* _HOW TO COMPLETE THIS TASK_: Scan the records below and copy every line that contains the string "text".

━━━━━ DATA FOR ANALYSIS

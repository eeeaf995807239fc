//! Raw FreeImage entry points, resolved at runtime.

use core::ffi::{c_char, c_int, c_uint, c_void};
use std::cell::RefCell;
use std::ffi::CStr;
use std::path::Path;

use libloading::Library;

use crate::error::CodecError;

pub(crate) type Bool = c_int;
pub(crate) type Fif = c_int;

pub(crate) const FIF_UNKNOWN: Fif = -1;

#[repr(C)]
pub(crate) struct FiBitmap {
    _private: [u8; 0],
}

#[repr(C)]
pub(crate) struct FiMemory {
    _private: [u8; 0],
}

#[repr(C)]
pub(crate) struct FiMetadata {
    _private: [u8; 0],
}

#[repr(C)]
pub(crate) struct FiTag {
    _private: [u8; 0],
}

#[repr(C)]
#[derive(Clone, Copy)]
pub(crate) struct RgbQuad {
    pub blue: u8,
    pub green: u8,
    pub red: u8,
    pub reserved: u8,
}

// FREE_IMAGE_TYPE
pub(crate) const FIT_BITMAP: c_int = 1;
pub(crate) const FIT_UINT16: c_int = 2;
pub(crate) const FIT_FLOAT: c_int = 6;
pub(crate) const FIT_RGB16: c_int = 9;
pub(crate) const FIT_RGBA16: c_int = 10;
pub(crate) const FIT_RGBF: c_int = 11;
pub(crate) const FIT_RGBAF: c_int = 12;

// FREE_IMAGE_COLOR_TYPE
pub(crate) const FIC_MINISBLACK: c_int = 1;

// FREE_IMAGE_MDTYPE
pub(crate) const FIDT_BYTE: u16 = 1;
pub(crate) const FIDT_ASCII: u16 = 2;
pub(crate) const FIDT_SHORT: u16 = 3;
pub(crate) const FIDT_LONG: u16 = 4;
pub(crate) const FIDT_RATIONAL: u16 = 5;
pub(crate) const FIDT_UNDEFINED: u16 = 7;
pub(crate) const FIDT_SLONG: u16 = 9;
pub(crate) const FIDT_SRATIONAL: u16 = 10;
pub(crate) const FIDT_FLOAT: u16 = 11;
pub(crate) const FIDT_DOUBLE: u16 = 12;
pub(crate) const FIDT_IFD: u16 = 13;

/// FREE_IMAGE_MDMODEL ids and the names used in [`crate::Metadata`].
pub(crate) const METADATA_MODELS: &[(c_int, &str)] = &[
    (0, "COMMENTS"),
    (1, "EXIF_MAIN"),
    (2, "EXIF_EXIF"),
    (3, "EXIF_GPS"),
    (4, "EXIF_MAKERNOTE"),
    (5, "EXIF_INTEROP"),
    (6, "IPTC"),
    (7, "XMP"),
    (8, "GEOTIFF"),
    (9, "ANIMATION"),
    (10, "CUSTOM"),
    (11, "EXIF_RAW"),
];

// Channel masks for 24/32-bit FIT_BITMAP, matching FreeImage's own color order.
#[cfg(target_endian = "little")]
pub(crate) const RGB_MASKS: (u32, u32, u32) = (0x00FF_0000, 0x0000_FF00, 0x0000_00FF);
#[cfg(target_endian = "big")]
pub(crate) const RGB_MASKS: (u32, u32, u32) = (0xFF00_0000, 0x00FF_0000, 0x0000_FF00);

type OutputMessageFn = extern "C" fn(Fif, *const c_char);

macro_rules! freeimage_api {
    ($( $field:ident = $symbol:literal : fn($($arg:ty),*) $(-> $ret:ty)?; )*) => {
        /// Function table resolved from the FreeImage shared library.
        pub(crate) struct Api {
            $( pub $field: unsafe extern "system" fn($($arg),*) $(-> $ret)?, )*
            _library: Library,
        }

        impl Api {
            /// # Safety
            /// `library` must be a FreeImage build exporting these symbols
            /// with their documented signatures.
            unsafe fn resolve(library: Library) -> Result<Self, libloading::Error> {
                Ok(Self {
                    $( $field: unsafe {
                        *library.get::<unsafe extern "system" fn($($arg),*) $(-> $ret)?>(
                            concat!($symbol, "\0").as_bytes(),
                        )?
                    }, )*
                    _library: library,
                })
            }
        }
    };
}

freeimage_api! {
    initialise = "FreeImage_Initialise": fn(Bool);
    deinitialise = "FreeImage_DeInitialise": fn();
    get_version = "FreeImage_GetVersion": fn() -> *const c_char;
    set_output_message = "FreeImage_SetOutputMessage": fn(OutputMessageFn);

    get_fif_count = "FreeImage_GetFIFCount": fn() -> c_int;
    is_plugin_enabled = "FreeImage_IsPluginEnabled": fn(Fif) -> c_int;
    get_format_from_fif = "FreeImage_GetFormatFromFIF": fn(Fif) -> *const c_char;
    get_fif_description = "FreeImage_GetFIFDescription": fn(Fif) -> *const c_char;
    get_fif_extension_list = "FreeImage_GetFIFExtensionList": fn(Fif) -> *const c_char;
    get_file_type = "FreeImage_GetFileType": fn(*const c_char, c_int) -> Fif;
    get_file_type_from_memory = "FreeImage_GetFileTypeFromMemory": fn(*mut FiMemory, c_int) -> Fif;
    get_fif_from_filename = "FreeImage_GetFIFFromFilename": fn(*const c_char) -> Fif;
    fif_supports_reading = "FreeImage_FIFSupportsReading": fn(Fif) -> Bool;
    fif_supports_writing = "FreeImage_FIFSupportsWriting": fn(Fif) -> Bool;
    fif_supports_export_bpp = "FreeImage_FIFSupportsExportBPP": fn(Fif, c_int) -> Bool;
    fif_supports_export_type = "FreeImage_FIFSupportsExportType": fn(Fif, c_int) -> Bool;

    open_memory = "FreeImage_OpenMemory": fn(*mut u8, u32) -> *mut FiMemory;
    close_memory = "FreeImage_CloseMemory": fn(*mut FiMemory);
    acquire_memory = "FreeImage_AcquireMemory": fn(*mut FiMemory, *mut *mut u8, *mut u32) -> Bool;
    load_from_memory = "FreeImage_LoadFromMemory": fn(Fif, *mut FiMemory, c_int) -> *mut FiBitmap;
    save_to_memory = "FreeImage_SaveToMemory": fn(Fif, *mut FiBitmap, *mut FiMemory, c_int) -> Bool;

    allocate_t = "FreeImage_AllocateT": fn(c_int, c_int, c_int, c_int, c_uint, c_uint, c_uint) -> *mut FiBitmap;
    unload = "FreeImage_Unload": fn(*mut FiBitmap);
    convert_to_32_bits = "FreeImage_ConvertTo32Bits": fn(*mut FiBitmap) -> *mut FiBitmap;
    get_image_type = "FreeImage_GetImageType": fn(*mut FiBitmap) -> c_int;
    get_color_type = "FreeImage_GetColorType": fn(*mut FiBitmap) -> c_int;
    get_bpp = "FreeImage_GetBPP": fn(*mut FiBitmap) -> c_uint;
    get_width = "FreeImage_GetWidth": fn(*mut FiBitmap) -> c_uint;
    get_height = "FreeImage_GetHeight": fn(*mut FiBitmap) -> c_uint;
    get_scan_line = "FreeImage_GetScanLine": fn(*mut FiBitmap, c_int) -> *mut u8;
    get_palette = "FreeImage_GetPalette": fn(*mut FiBitmap) -> *mut RgbQuad;

    find_first_metadata = "FreeImage_FindFirstMetadata": fn(c_int, *mut FiBitmap, *mut *mut FiTag) -> *mut FiMetadata;
    find_next_metadata = "FreeImage_FindNextMetadata": fn(*mut FiMetadata, *mut *mut FiTag) -> Bool;
    find_close_metadata = "FreeImage_FindCloseMetadata": fn(*mut FiMetadata);
    set_metadata = "FreeImage_SetMetadata": fn(c_int, *mut FiBitmap, *const c_char, *mut FiTag) -> Bool;
    create_tag = "FreeImage_CreateTag": fn() -> *mut FiTag;
    delete_tag = "FreeImage_DeleteTag": fn(*mut FiTag);
    get_tag_key = "FreeImage_GetTagKey": fn(*mut FiTag) -> *const c_char;
    get_tag_type = "FreeImage_GetTagType": fn(*mut FiTag) -> c_int;
    get_tag_count = "FreeImage_GetTagCount": fn(*mut FiTag) -> u32;
    get_tag_length = "FreeImage_GetTagLength": fn(*mut FiTag) -> u32;
    get_tag_value = "FreeImage_GetTagValue": fn(*mut FiTag) -> *const c_void;
    set_tag_key = "FreeImage_SetTagKey": fn(*mut FiTag, *const c_char) -> Bool;
    set_tag_type = "FreeImage_SetTagType": fn(*mut FiTag, c_int) -> Bool;
    set_tag_count = "FreeImage_SetTagCount": fn(*mut FiTag, u32) -> Bool;
    set_tag_length = "FreeImage_SetTagLength": fn(*mut FiTag, u32) -> Bool;
    set_tag_value = "FreeImage_SetTagValue": fn(*mut FiTag, *const c_void) -> Bool;
}

#[cfg(target_os = "windows")]
const DEFAULT_NAMES: &[&str] = &["FreeImage.dll", "freeimage.dll"];
#[cfg(target_os = "macos")]
const DEFAULT_NAMES: &[&str] = &["libfreeimage.3.dylib", "libfreeimage.dylib"];
#[cfg(not(any(target_os = "windows", target_os = "macos")))]
const DEFAULT_NAMES: &[&str] = &["libfreeimage.so.3", "libfreeimage.so"];

/// Environment variable naming an explicit FreeImage library path.
pub const LIBRARY_ENV: &str = "FREEIMAGE_LIBRARY";

impl Api {
    /// Load from `$FREEIMAGE_LIBRARY`, then the platform's default names.
    pub(crate) fn load() -> Result<Self, CodecError> {
        let mut failures = alloc::vec::Vec::new();
        let from_env = std::env::var_os(LIBRARY_ENV);
        let candidates = from_env
            .iter()
            .map(|p| p.as_os_str())
            .chain(DEFAULT_NAMES.iter().map(|n| std::ffi::OsStr::new(*n)));
        for candidate in candidates {
            match Self::load_from(Path::new(candidate)) {
                Ok(api) => return Ok(api),
                Err(e) => {
                    log::debug!("FreeImage not loadable from {candidate:?}: {e}");
                    failures.push(alloc::format!("{candidate:?}: {e}"));
                }
            }
        }
        Err(CodecError::LibraryUnavailable(failures.join("; ")))
    }

    pub(crate) fn load_from(path: &Path) -> Result<Self, CodecError> {
        let unavailable = |e: libloading::Error| CodecError::LibraryUnavailable(e.to_string());
        // SAFETY: loading FreeImage runs only its own initializers.
        let library = unsafe { Library::new(path) }.map_err(unavailable)?;
        // SAFETY: symbol signatures follow FreeImage.h for the 3.x series.
        let api = unsafe { Self::resolve(library) }.map_err(unavailable)?;
        // SAFETY: plain calls into a resolved library; the callback is 'static.
        unsafe {
            (api.initialise)(0);
            (api.set_output_message)(record_message);
        }
        log::info!("loaded FreeImage {} from {}", api.version(), path.display());
        Ok(api)
    }

    pub(crate) fn version(&self) -> alloc::string::String {
        // SAFETY: returns a static NUL-terminated string.
        unsafe { c_str((self.get_version)()) }
            .map(|v| alloc::string::String::from_utf8_lossy(v).into_owned())
            .unwrap_or_default()
    }
}

impl Drop for Api {
    fn drop(&mut self) {
        // SAFETY: balanced with the FreeImage_Initialise in load_from.
        unsafe { (self.deinitialise)() }
    }
}

/// Borrow a NUL-terminated native string, or `None` for null.
///
/// # Safety
/// `ptr` must be null or point to a NUL-terminated string that outlives `'a`.
pub(crate) unsafe fn c_str<'a>(ptr: *const c_char) -> Option<&'a [u8]> {
    if ptr.is_null() {
        None
    } else {
        Some(unsafe { CStr::from_ptr(ptr) }.to_bytes())
    }
}

std::thread_local! {
    static LAST_MESSAGE: RefCell<Option<alloc::string::String>> = const { RefCell::new(None) };
}

extern "C" fn record_message(fif: Fif, message: *const c_char) {
    // SAFETY: FreeImage passes a NUL-terminated message valid for this call.
    let text = unsafe { c_str(message) }
        .map(|m| alloc::string::String::from_utf8_lossy(m).into_owned())
        .unwrap_or_default();
    log::debug!("FreeImage (format {fif}): {text}");
    LAST_MESSAGE.with(|m| *m.borrow_mut() = Some(text));
}

/// Forget any message left over from an earlier call on this thread.
pub(crate) fn clear_message() {
    LAST_MESSAGE.with(|m| m.borrow_mut().take());
}

/// The library's last message on this thread, or `fallback`.
pub(crate) fn take_message(fallback: &str) -> alloc::string::String {
    LAST_MESSAGE
        .with(|m| m.borrow_mut().take())
        .unwrap_or_else(|| fallback.into())
}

━━━━━━━━━━

* _EXERCISE RESPONSE_:
    let text = unsafe { c_str(message) }
    log::debug!("FreeImage (format {fif}): {text}");
    LAST_MESSAGE.with(|m| *m.borrow_mut() = Some(text));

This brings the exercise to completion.